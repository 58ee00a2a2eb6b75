//! Login Use Case
//!
//! Email + password in, token pair out.

use std::sync::Arc;

use crate::application::config::AuthConfig;
use crate::application::hasher::CredentialHasher;
use crate::application::identity_store::IdentityStore;
use crate::application::token::TokenService;
use crate::application::SignedIn;
use crate::domain::repository::UserRepository;
use crate::domain::value_object::{email::Email, user_password::RawPassword};
use crate::error::{AuthError, AuthResult};

pub struct LoginInput {
    pub email: String,
    pub password: String,
}

pub struct LoginUseCase<R>
where
    R: UserRepository,
{
    store: IdentityStore<R>,
    hasher: CredentialHasher,
    tokens: Arc<TokenService>,
}

impl<R> LoginUseCase<R>
where
    R: UserRepository + Send + Sync,
{
    pub fn new(repo: Arc<R>, config: Arc<AuthConfig>, tokens: Arc<TokenService>) -> Self {
        let hasher = CredentialHasher::new(config.hash_cost);
        Self {
            store: IdentityStore::new(repo, hasher),
            hasher,
            tokens,
        }
    }

    pub async fn execute(&self, input: LoginInput) -> AuthResult<SignedIn> {
        // A malformed email cannot belong to anyone
        let email = Email::new(&input.email).map_err(|_| AuthError::InvalidCredentials)?;
        let password = RawPassword::for_login(input.password);

        let Some(mut user) = self.store.get_by_email(&email).await? else {
            // Same Argon2 work as a wrong password
            self.hasher.dummy_verify(password).await;
            return Err(AuthError::InvalidCredentials);
        };

        if !self.hasher.verify(password, user.password_hash.clone()).await? {
            return Err(AuthError::InvalidCredentials);
        }

        // Checked after the password so account state does not leak
        if !user.is_active {
            return Err(AuthError::AccountDeactivated);
        }

        self.store.update_login_stats(&mut user).await;
        let tokens = self.tokens.issue_pair(&user)?;

        tracing::info!(user_id = %user.id, login_count = user.login_count, "User logged in");
        Ok(SignedIn { tokens, user })
    }
}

-=-=-

▶ [The task] Give nothing except how many lines of the records include "LoginInput".

▶ [Task result] 2